▸ Source records
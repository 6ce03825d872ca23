//! Daemon configuration stored in `.autocommit.toml` at the repository root.

use std::collections::BTreeMap;
use std::fmt;
use std::fs;
use std::path::Path;

use anyhow::{Context, Result};
use serde::{Deserialize, Serialize};
use tracing::debug;

/// File name of the config, relative to the repository root.
pub const CONFIG_FILE_NAME: &str = ".autocommit.toml";

/// Shortest interval the daemon accepts between cycles.
pub const MIN_COMMIT_INTERVAL_SECS: u64 = 180;

/// Invalid or unusable settings. Fatal at startup.
#[derive(Debug, Clone, PartialEq, Eq)]
pub struct ConfigurationError {
    pub field: &'static str,
    pub reason: String,
}

impl ConfigurationError {
    fn new(field: &'static str, reason: impl Into<String>) -> Self {
        Self {
            field,
            reason: reason.into(),
        }
    }
}

impl fmt::Display for ConfigurationError {
    fn fmt(&self, f: &mut fmt::Formatter<'_>) -> fmt::Result {
        write!(f, "invalid config: {} {}", self.field, self.reason)
    }
}

impl std::error::Error for ConfigurationError {}

/// Daemon configuration (TOML).
///
/// Missing fields default to the values in [`AutocommitConfig::default`].
#[derive(Debug, Clone, Serialize, Deserialize, PartialEq)]
#[serde(default)]
pub struct AutocommitConfig {
    /// Seconds between commit cycles. Must be at least [`MIN_COMMIT_INTERVAL_SECS`].
    pub commit_interval_seconds: u64,

    /// Text prepended to every drafted message.
    pub commit_prefix: String,

    /// Push the backup branch after each commit.
    pub auto_push: bool,

    /// Remote the backup branch is pushed to.
    pub remote: String,

    /// Untrack files that now match `.gitignore` before staging.
    pub untrack_ignored: bool,

    /// Paths per `git rm --cached` invocation.
    pub untrack_batch_size: usize,

    pub llm: LlmConfig,
}

/// Settings for the message drafting command.
#[derive(Debug, Clone, Serialize, Deserialize, PartialEq)]
#[serde(default)]
pub struct LlmConfig {
    pub provider: String,
    pub model: String,

    /// Command run with the prompt on stdin; its stdout is the message.
    /// Each argument is a template over `provider`, `model` and `options`.
    pub command: Vec<String>,

    /// Environment variable the command needs for credentials. When the
    /// variable is unset, drafting falls back without running the command.
    /// Empty disables the check.
    pub api_key_env: String,

    pub timeout_secs: u64,

    /// Diffs longer than this are truncated before prompting.
    pub max_diff_bytes: usize,

    /// Free-form provider options (`temperature = 0.2`, `max_tokens = 100`),
    /// exposed to command templates.
    pub options: BTreeMap<String, toml::Value>,
}

impl Default for LlmConfig {
    fn default() -> Self {
        Self {
            provider: "openai".to_string(),
            model: "gpt-3.5-turbo".to_string(),
            command: vec!["llm".to_string(), "-m".to_string(), "{{ model }}".to_string()],
            api_key_env: "OPENAI_API_KEY".to_string(),
            timeout_secs: 60,
            max_diff_bytes: 20_000,
            options: BTreeMap::new(),
        }
    }
}

impl Default for AutocommitConfig {
    fn default() -> Self {
        Self {
            commit_interval_seconds: 300,
            commit_prefix: "[Auto commit]".to_string(),
            auto_push: false,
            remote: "origin".to_string(),
            untrack_ignored: true,
            untrack_batch_size: 50,
            llm: LlmConfig::default(),
        }
    }
}

impl AutocommitConfig {
    pub fn validate(&self) -> Result<(), ConfigurationError> {
        if self.commit_interval_seconds < MIN_COMMIT_INTERVAL_SECS {
            return Err(ConfigurationError::new(
                "commit_interval_seconds",
                format!(
                    "must be >= {MIN_COMMIT_INTERVAL_SECS} (got {})",
                    self.commit_interval_seconds
                ),
            ));
        }
        if self.commit_prefix.trim().is_empty() {
            return Err(ConfigurationError::new("commit_prefix", "must not be empty"));
        }
        if self.remote.trim().is_empty() {
            return Err(ConfigurationError::new("remote", "must not be empty"));
        }
        if self.untrack_batch_size == 0 {
            return Err(ConfigurationError::new("untrack_batch_size", "must be > 0"));
        }
        self.llm.validate()
    }
}

impl LlmConfig {
    fn validate(&self) -> Result<(), ConfigurationError> {
        if self.command.is_empty() || self.command[0].trim().is_empty() {
            return Err(ConfigurationError::new(
                "llm.command",
                "must be a non-empty array",
            ));
        }
        if self.timeout_secs == 0 {
            return Err(ConfigurationError::new("llm.timeout_secs", "must be > 0"));
        }
        if self.max_diff_bytes == 0 {
            return Err(ConfigurationError::new("llm.max_diff_bytes", "must be > 0"));
        }
        Ok(())
    }
}

/// Load config from a TOML file.
///
/// If the file is missing, returns `AutocommitConfig::default()`.
pub fn load_config(path: &Path) -> Result<AutocommitConfig> {
    if !path.exists() {
        debug!(path = %path.display(), "config missing, using defaults");
        let cfg = AutocommitConfig::default();
        cfg.validate()?;
        return Ok(cfg);
    }
    let contents = fs::read_to_string(path).with_context(|| format!("read {}", path.display()))?;
    let cfg: AutocommitConfig =
        toml::from_str(&contents).with_context(|| format!("parse {}", path.display()))?;
    cfg.validate()
        .with_context(|| format!("validate {}", path.display()))?;
    Ok(cfg)
}

/// Atomically write config to disk (temp file + rename).
pub fn write_config(path: &Path, cfg: &AutocommitConfig) -> Result<()> {
    cfg.validate()?;
    let mut buf = toml::to_string_pretty(cfg).context("serialize config toml")?;
    buf.push('\n');
    write_atomic(path, &buf)
}

fn write_atomic(path: &Path, contents: &str) -> Result<()> {
    let parent = path
        .parent()
        .with_context(|| format!("config path missing parent {}", path.display()))?;
    fs::create_dir_all(parent).with_context(|| format!("create directory {}", parent.display()))?;
    let tmp_path = path.with_extension("toml.tmp");
    fs::write(&tmp_path, contents)
        .with_context(|| format!("write temp config {}", tmp_path.display()))?;
    fs::rename(&tmp_path, path).with_context(|| format!("replace config {}", path.display()))?;
    Ok(())
}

▸ What you need to do
Pull each line that includes the word "struct" out of the material above.

▸ Completed task
pub struct ConfigurationError {
pub struct AutocommitConfig {
pub struct LlmConfig {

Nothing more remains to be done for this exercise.